December 1, 2006

RESPONSIBILITY SOCIETY:

Medicaid Plan Prods Patients Toward Health (ERIK ECKHOLM, 12/01/06, NY Times)

Ignoring doctors’ orders may now start exacting a new price among West Virginia’s Medicaid recipients. Under a reorganized schedule of aid, the state, hoping for savings over time, plans to reward “responsible” patients with significant extra benefits or — as critics describe it — punish those who do not join weight-loss or antismoking programs, or who miss too many appointments, by denying important services.

The incentive effort, the first of its kind, received quick approval last summer from the Bush administration, which is encouraging states to experiment with “personal responsibility” as a chief principle of their Medicaid programs. Idaho and Kentucky are also planning reward programs, though more modest ones, for healthful behavior.

In a pilot phase starting in three rural counties over the next few months, many West Virginia Medicaid patients will be asked to sign a pledge “to do my best to stay healthy,” to attend “health improvement programs as directed,” to have routine checkups and screenings, to keep appointments, to take medicine as prescribed and to go to emergency rooms only for real emergencies.

“We always talk about Medicaid members’ rights, but rarely about their responsibilities,” said Nancy Atkins, state commissioner of medical services. [...]

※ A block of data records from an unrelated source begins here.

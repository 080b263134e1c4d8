use serde::{Deserialize, Serialize};

use crate::constants::MessageType;
use crate::messages::OutboundData;

/// Envelope for all WebSocket communication: `{"type": ..., "data": ...}`.
///
/// The `data` field uses `serde_json::value::RawValue` to defer
/// deserialization until the type is known.
#[derive(Debug, Deserialize)]
pub struct Envelope {
    #[serde(rename = "type", default)]
    pub msg_type: Option<MessageType>,
    #[serde(default)]
    pub data: Option<Box<serde_json::value::RawValue>>,
}

impl Envelope {
    /// Deserializes the data into the given type.
    pub fn parse_data<T: for<'de> Deserialize<'de>>(
        &self,
    ) -> Result<Option<T>, serde_json::Error> {
        match &self.data {
            Some(raw) => Ok(Some(serde_json::from_str(raw.get())?)),
            None => Ok(None),
        }
    }
}

/// Outbound envelope. The type is always `message`.
#[derive(Debug, Clone, Serialize)]
pub struct OutboundEnvelope<'a> {
    #[serde(rename = "type")]
    pub msg_type: MessageType,
    pub data: &'a OutboundData,
}

impl<'a> OutboundEnvelope<'a> {
    pub fn message(data: &'a OutboundData) -> Self {
        Self {
            msg_type: MessageType::Message,
            data,
        }
    }
}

Those signing and abiding by the agreement (or their children, who account for a majority of Medicaid patients here) will receive “enhanced benefits” including mental health counseling, long-term diabetes management and cardiac rehabilitation, and prescription drugs and home health visits as needed, as well as antismoking and antiobesity classes. Those who do not sign will get federally required basic services but be limited to four prescriptions a month, for example, and will not receive the other enhanced benefits.

In future years, those who comply fully will get further benefits (“like a Marriott rewards plan,” Ms. Atkins said), their nature to be determined but perhaps including orthodontics or other dental services.


Some revolutions are too massive for the Stupid Party to even notice.